Done - although if a name change is required I'll take suggestions. But I'll leave the pickles alone for now.

Winifred
08-03-2011, 01:00 PM
Hmm, that does present a question - upon refreshing my memory with that memory extender, Google, Bulwer-Lytton is actually for awful first sentences of novels. Do we go with that, or go with a mangled metaphors game? I think it is Harry's call!

Harry
08-04-2011, 06:06 PM
Frankly I think it would be difficult for anyone on this site to write an inept first sentence ... Mangled metaphors would be far more challenging. (Much too difficult for me)

Here's an example from a twelve=year old ... “The hailstones leaped from the pavement, just like maggots when you fry them in hot grease.”

Star_Anise
08-05-2011, 12:49 AM
Hmm, that does present a question - upon refreshing my memory with that memory extender, Google, Bulwer-Lytton is actually for awful first sentences of novels. Do we go with that, or go with a mangled metaphors game? I think it is Harry's call!


Frankly I think it would be difficult for anyone on this site to write an inept first sentence ... Mangled metaphors would be far more challenging. (Much too difficult for me)

Here's an example from a twelve=year old ... “The hailstones leaped from the pavement, just like maggots when you fry them in hot grease.”

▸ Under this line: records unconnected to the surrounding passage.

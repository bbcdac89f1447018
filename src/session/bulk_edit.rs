use serde::{Deserialize, Serialize};

use crate::foundation::error::SlideResult;
use crate::scene::color::Color;
use crate::scene::slide::Slide;

/// A named brand color.
#[derive(Clone, Debug, PartialEq, Serialize, Deserialize)]
#[serde(rename_all = "camelCase")]
pub struct BrandColor {
    /// Catalog id, stored on layers as `brandColorId`.
    pub id: String,
    /// Display name.
    pub name: String,
    /// Resolved color.
    pub value: Color,
}

/// A named brand image or logo.
#[derive(Clone, Debug, PartialEq, Serialize, Deserialize)]
#[serde(rename_all = "camelCase")]
pub struct BrandImage {
    /// Catalog id.
    pub id: String,
    /// Display name.
    pub name: String,
    /// Image URL.
    pub url: String,
}

/// A named brand font.
#[derive(Clone, Debug, PartialEq, Serialize, Deserialize)]
#[serde(rename_all = "camelCase")]
pub struct BrandFont {
    /// Catalog id, stored on text styles as `brandFontId`.
    pub id: String,
    /// Display name.
    pub name: String,
    /// CSS family name.
    pub family: String,
}

/// Read-only brand catalog handed to the bulk-edit collaborator.
#[derive(Clone, Debug, Default, PartialEq, Serialize, Deserialize)]
#[serde(rename_all = "camelCase")]
pub struct BrandContext {
    /// Brand colors.
    #[serde(default)]
    pub colors: Vec<BrandColor>,
    /// Brand images.
    #[serde(default)]
    pub images: Vec<BrandImage>,
    /// Brand logos.
    #[serde(default)]
    pub logos: Vec<BrandImage>,
    /// Brand fonts.
    #[serde(default)]
    pub fonts: Vec<BrandFont>,
}

impl BrandContext {
    /// Look up a color by catalog id.
    pub fn color(&self, id: &str) -> Option<&BrandColor> {
        self.colors.iter().find(|c| c.id == id)
    }

    /// Look up an image or logo by catalog id.
    pub fn image(&self, id: &str) -> Option<&BrandImage> {
        self.images.iter().chain(&self.logos).find(|i| i.id == id)
    }

    /// Look up a font by catalog id.
    pub fn font(&self, id: &str) -> Option<&BrandFont> {
        self.fonts.iter().find(|f| f.id == id)
    }
}

/// Everything an AI bulk-edit collaborator receives.
#[derive(Clone, Debug, PartialEq, Serialize, Deserialize)]
#[serde(rename_all = "camelCase")]
pub struct BulkEditRequest {
    /// Current slide list.
    pub slides: Vec<Slide>,
    /// Slide the user is looking at.
    pub slide_index: usize,
    /// Brand catalog.
    #[serde(default)]
    pub brand: BrandContext,
    /// Free-text instruction.
    pub instruction: String,
}

/// A collaborator that turns a [`BulkEditRequest`] into a replacement slide list.
///
/// The result is applied through
/// [`EditorStore::apply_bulk_edit`](crate::session::store::EditorStore::apply_bulk_edit),
/// which repairs structural problems instead of trusting the answer.
pub trait BulkEditService {
    /// Produce the edited slide list.
    fn edit(&self, request: &BulkEditRequest) -> SlideResult<Vec<Slide>>;
}

#[cfg(test)]
#[path = "../../tests/unit/session/bulk_edit.rs"]
mod tests;
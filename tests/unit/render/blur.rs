use super::*;

#[test]
fn kernel_taps_sum_to_one_q16() {
    for blur in [0.01, 3.0, 8.0, 24.0] {
        let k = Kernel::for_css_blur(blur);
        assert_eq!(k.taps.len(), 2 * k.radius + 1);
        assert_eq!(k.taps.iter().map(|&t| u64::from(t)).sum::<u64>(), 1 << 16);
        assert_eq!(k.taps.first(), k.taps.last());
    }
    assert_eq!(Kernel::for_css_blur(8.0).radius, 12);
}

#[test]
fn zero_blur_is_identity() {
    let src = vec![1, 2, 3, 4, 5, 6, 7, 8];
    assert_eq!(blur_rgba8_premul(&src, 2, 1, 0.0).unwrap(), src);
}

#[test]
fn blur_spreads_a_single_pixel_symmetrically() {
    let (w, h) = (9u32, 9u32);
    let mut src = vec![0u8; (w * h * 4) as usize];
    let c = ((4 * w + 4) * 4) as usize;
    src[c..c + 4].copy_from_slice(&[255, 255, 255, 255]);
    let out = blur_rgba8_premul(&src, w, h, 4.0).unwrap();
    let at = |x: u32, y: u32| out[((y * w + x) * 4 + 3) as usize];
    assert!(at(4, 4) < 255);
    assert!(at(3, 4) > 0);
    assert_eq!(at(3, 4), at(5, 4));
    assert_eq!(at(4, 3), at(4, 5));
}

#[test]
fn non_finite_blur_is_identity() {
    let src = vec![9, 8, 7, 255];
    assert_eq!(blur_rgba8_premul(&src, 1, 1, f64::INFINITY).unwrap(), src);
}

#[test]
fn opaque_row_keeps_its_middle_and_fades_at_the_edges() {
    let (w, h) = (41u32, 1u32);
    let src = [255u8, 0, 0, 255].repeat((w * h) as usize);
    let out = blur_rgba8_premul(&src, w, h, 4.0).unwrap();
    let alpha = |x: u32| out[(x * 4 + 3) as usize];
    assert!(alpha(0) < alpha(20));
    assert_eq!(alpha(0), alpha(40));
}

#[test]
fn length_mismatch_is_an_error() {
    assert!(blur_rgba8_premul(&[0; 7], 1, 2, 2.0).is_err());
}
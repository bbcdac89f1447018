#[derive(Clone, Copy, Debug)]
pub(crate) struct Fnv1a64(u64);

impl Fnv1a64 {
    pub(crate) const OFFSET_BASIS: u64 = 0xcbf2_9ce4_8422_2325;
    const PRIME: u64 = 0x0000_0100_0000_01B3;

    pub(crate) fn new_default() -> Self {
        Self(Self::OFFSET_BASIS)
    }

    pub(crate) fn write_u8(&mut self, v: u8) {
        self.write_bytes(&[v]);
    }

    pub(crate) fn write_u64(&mut self, v: u64) {
        self.write_bytes(&v.to_le_bytes());
    }

    pub(crate) fn write_f64(&mut self, v: f64) {
        self.write_u64(v.to_bits());
    }

    pub(crate) fn write_bytes(&mut self, bytes: &[u8]) {
        let mut h = self.0;
        for &b in bytes {
            h ^= u64::from(b);
            h = h.wrapping_mul(Self::PRIME);
        }
        self.0 = h;
    }

    pub(crate) fn finish(self) -> u64 {
        self.0
    }
}

pub(crate) fn mul_div255_u16(x: u16, y: u16) -> u16 {
    (((u32::from(x) * u32::from(y)) + 127) / 255) as u16
}

pub(crate) fn mul_div255_u8(x: u16, y: u16) -> u8 {
    mul_div255_u16(x, y) as u8
}

pub(crate) fn premultiply_rgba8_in_place(rgba: &mut [u8]) {
    for px in rgba.chunks_exact_mut(4) {
        let a = u16::from(px[3]);
        if a == 0 {
            px[0] = 0;
            px[1] = 0;
            px[2] = 0;
            continue;
        }
        px[0] = mul_div255_u8(u16::from(px[0]), a);
        px[1] = mul_div255_u8(u16::from(px[1]), a);
        px[2] = mul_div255_u8(u16::from(px[2]), a);
    }
}

pub(crate) fn unpremultiply_rgba8_in_place(rgba: &mut [u8]) {
    for px in rgba.chunks_exact_mut(4) {
        let a = u32::from(px[3]);
        if a == 0 || a == 255 {
            continue;
        }
        for c in &mut px[..3] {
            *c = ((u32::from(*c) * 255 + a / 2) / a).min(255) as u8;
        }
    }
}

#[cfg(test)]
#[path = "../../tests/unit/foundation/math.rs"]
mod tests;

Well I've made a slight change to the title that hopefully opens up the meaning of the thread a little:)

Winifred
08-06-2011, 05:16 PM
We have hairdryer weather in August Florida: open the door cautiously, and flame- haired volcanoes breathe fiery, yet soggy, morning breath. Even the short-haired cats want to swim in their water bowls.

Harry
08-06-2011, 06:53 PM
Last night my goldfish committed suicide, I should have been more understanding.

margaine
08-07-2011, 03:32 AM
I'm not entirely sure if we are supposed to make our own bad sentences, or cite those of other people. Also, I'm not sure if we are supposed to use badly written first sentences as examples, or only mangled metaphors?

In any case

I tried to start Jean M. Auel's Clan of the Cave Bear the other day, and I couldn't get past the first sentence:

"The naked child ran out of the hide-covered lean-to toward the rocky beach at the bend in the small river"

No mixed metaphors, but an unbearable string of prepositional phrases and simple adjectives. Maybe the rest of the book is better, but I really disliked this sentence.

Winifred
08-27-2011, 05:11 AM
As the front of the pristine white Honda crumbled with a distinctly crisp smack, the blue cheese dressing effect was heightened by the rent veins of gray and blue as the groaning metal crumpled. She never before knew that car bumpers were lined with styrofoam.

Harry
10-19-2011, 03:43 PM
"It was a wrong number that started it, the telephone ringing three times in the dead of night, and the voice on the other end asking for someone he was not." - Paul Auster, City of Glass (1985)

Winifred
11-14-2011, 12:27 AM
The day was going swimmingly, she thought, until she suggested the walk on the beach to watch the moonrise. The moon didn't rise, the stars were smudged with a light coat of haze, and the family bickered and scattered like pepper floating in a glass of water when you add soap.